Adultery May Have Limited Role in No-Fault State

Even without an infidelity clause, while Colorado is a no-fault state, once in a while facts behind a spouse’s adultery may be relevant to the trial:

  • If one spouse spent significant marital funds entertaining or on gifts for a girlfriend/boyfriend, a court may find that to be dissipation of assets (which means spending funds on an improper purpose in anticipation of divorce), and award the aggrieved spouse an “offset”, or comparable funds to make up for it.
  • If a spouse’s significant other has a criminal history or could otherwise be dangerous, then that fact, and not the fact of adultery, could be relevant in a parenting case.

Delaying Acting on Adultery

Finally, if you ignore our advice and still include an infidelity clause, you cannot learn of adultery, and then do nothing.
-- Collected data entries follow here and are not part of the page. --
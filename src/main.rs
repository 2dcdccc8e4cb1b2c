use std::sync::Arc;
use std::time::Duration;

use anyhow::Result;
use chrono::Utc;
use clap::Parser;
use tokio::time::sleep;

use road_logger_rs::iri::{self, IriConfig, RoadSample};
use road_logger_rs::{
    JsonDirStore, RecorderConfig, SessionRecorder, SimulatedLocation, SimulatedMotion,
};

#[derive(Parser, Debug)]
#[command(name = "road_logger")]
#[command(about = "Road roughness session recorder - simulated drive demo", long_about = None)]
struct Args {
    /// Recording duration in seconds
    #[arg(value_name = "SECONDS", default_value = "10")]
    duration: u64,

    /// Vehicle type written into the session documents
    #[arg(long, default_value = "car")]
    vehicle: String,

    /// Simulated drive speed in m/s
    #[arg(long, default_value = "12.0")]
    speed: f64,

    /// Minimum smoothed speed (km/h) below which samples are discarded
    #[arg(long, default_value = "5.0")]
    speed_gate: f64,

    /// Exponential smoothing factor for the speed estimate
    #[arg(long, default_value = "0.8")]
    alpha: f64,

    /// Output directory for session and batch documents
    #[arg(long, default_value = "road_logger_sessions")]
    output_dir: String,

    /// Run the IRI post-processing pass over the recorded log before exit
    #[arg(long)]
    process_iri: bool,
}

#[tokio::main]
async fn main() -> Result<()> {
    env_logger::init();
    let args = Args::parse();

    println!("[{}] Road Logger starting", ts_now());
    println!("  Duration: {} seconds", args.duration);
    println!("  Vehicle: {}", args.vehicle);
    println!("  Simulated speed: {} m/s", args.speed);
    println!("  Output dir: {}", args.output_dir);

    let store = Arc::new(JsonDirStore::new(&args.output_dir)?);
    let motion = Arc::new(SimulatedMotion::new());
    let location = Arc::new(SimulatedLocation::new(args.speed));

    let config = RecorderConfig {
        speed_gate_kmh: args.speed_gate,
        smoothing_alpha: args.alpha,
        ..RecorderConfig::default()
    };
    let recorder = SessionRecorder::new(store, motion, location, config);

    let session_id = recorder.start_new(&args.vehicle)?;
    println!("[{}] Session {} recording...", ts_now(), session_id);

    sleep(Duration::from_secs(args.duration)).await;

    let log = recorder.log();
    println!("\n=== Session Stats ===");
    println!("Session id: {}", session_id);
    println!("Samples logged: {}", log.len());
    println!("Samples buffered: {}", recorder.buffered_len());
    println!(
        "Smoothed speed: {:.1} km/h",
        recorder.smoothed_speed_kmh()
    );

    if args.process_iri && !log.is_empty() {
        let samples: Vec<RoadSample> = log.iter().map(RoadSample::from_entry).collect();
        let iri_config = IriConfig::default();
        let mut window_count = 0usize;
        for track in iri::split_tracks(&samples, &iri_config) {
            for window in iri::process_track(&track, &iri_config) {
                println!(
                    "IRI window [{}..{}] {:.0} m: {:.2} m/km ({})",
                    window.start_idx,
                    window.end_idx,
                    window.distance_m,
                    window.iri,
                    iri::iri_color(window.iri)
                );
                window_count += 1;
            }
        }
        println!("IRI windows computed: {}", window_count);
    }

    recorder.clear();
    println!("[{}] Done", ts_now());
    Ok(())
}

fn ts_now() -> String {
    Utc::now().format("%H:%M:%S").to_string()
}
Or, worse, cheat yourself. Back during the days of “fault” divorces, some states had concepts such as “forgiven adultery” or “condoned adultery”, by which a spouse waived the right to claim adultery by the other spouse if he learned of it, and did not act on it at the time, or even forgave it.
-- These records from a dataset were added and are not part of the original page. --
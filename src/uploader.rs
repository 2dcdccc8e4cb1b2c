//! Periodic batch uploader, alive only while a session is Active.

use std::sync::Arc;
use std::time::Duration;

use log::{debug, warn};
use tokio::sync::watch;
use tokio::task::JoinHandle;
use tokio::time::interval;

use crate::session::RecorderInner;

/// Cancellation handle for one uploader incarnation. The timer is tied 1:1 to
/// an Active span: pause/clear shut it down, resume spawns a fresh one.
pub(crate) struct UploaderHandle {
    shutdown: watch::Sender<bool>,
    handle: JoinHandle<()>,
}

impl UploaderHandle {
    /// Cancel the timer and abort the task so no further tick fires.
    pub(crate) fn shutdown(self) {
        let _ = self.shutdown.send(true);
        self.handle.abort();
    }
}

pub(crate) fn spawn(inner: Arc<RecorderInner>, period: Duration) -> UploaderHandle {
    let (shutdown, shutdown_rx) = watch::channel(false);
    let handle = tokio::spawn(upload_loop(inner, period, shutdown_rx));
    UploaderHandle { shutdown, handle }
}

async fn upload_loop(
    inner: Arc<RecorderInner>,
    period: Duration,
    mut shutdown: watch::Receiver<bool>,
) {
    let mut ticker = interval(period);
    // The immediate first tick would flush a buffer that is empty by
    // construction; consume it so flushes land on interval boundaries.
    ticker.tick().await;

    let mut flushed = 0u64;
    loop {
        tokio::select! {
            _ = ticker.tick() => {}
            _ = shutdown.changed() => break,
        }
        if *shutdown.borrow() {
            break;
        }

        match inner.flush_once() {
            Ok(true) => {
                flushed += 1;
                debug!("[uploader] batch {} persisted", flushed);
            }
            Ok(false) => {
                // Empty buffer or no longer active; nothing to write.
            }
            Err(err) => {
                // Accepted data loss: the drained samples are not re-queued.
                warn!("[uploader] batch upload failed, samples dropped: {err}");
            }
        }
    }
    debug!("[uploader] stopped after {} batches", flushed);
}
And the UPMAA similarly has a section, C.R.S. 14-2-311, stating that equitable defenses such as “laches and estoppel”, apply to challenges to marital agreements. This means (no pun intended), if you “sleep on your rights”, you may lose the right to enforce an anti-adultery clause.

FAQ – Infidelity Clause in Prenup or Postnup Agreements

What is a postnuptial agreement?

A postnuptial agreement can be thought of as a prenup after marriage. Referred to as a “reconciliation agreement” in some states, it is an agreement spouses enter into during marriage with the intent to remain married which regulate financial issues should they divorce in the future.

What is an infidelity clause?

An infidelity clause in a prenup or a postnup is a clause by which a spouse who commits adultery gives up financial benefits upon divorce. Their legality is questionable, with no Colorado cases on point, but recent decisions from other no-fault states reject their enforceability.

Is adultery a crime?

Adultery is not a crime in Colorado. The statute which had previously prohibited adultery had not seen a prosecution in decades, and was finally repealed in 2013. However, the military still criminalizes adultery in some circumstances under Article 134 of the Uniform Code of Military Justice.

Does adultery affect alimony?

No. Even if spouses tried to have an “infidelity clause” in a prenup or postnup which prohibited adultery, under Colorado law an alimony award “shall be made without regard to marital misconduct.”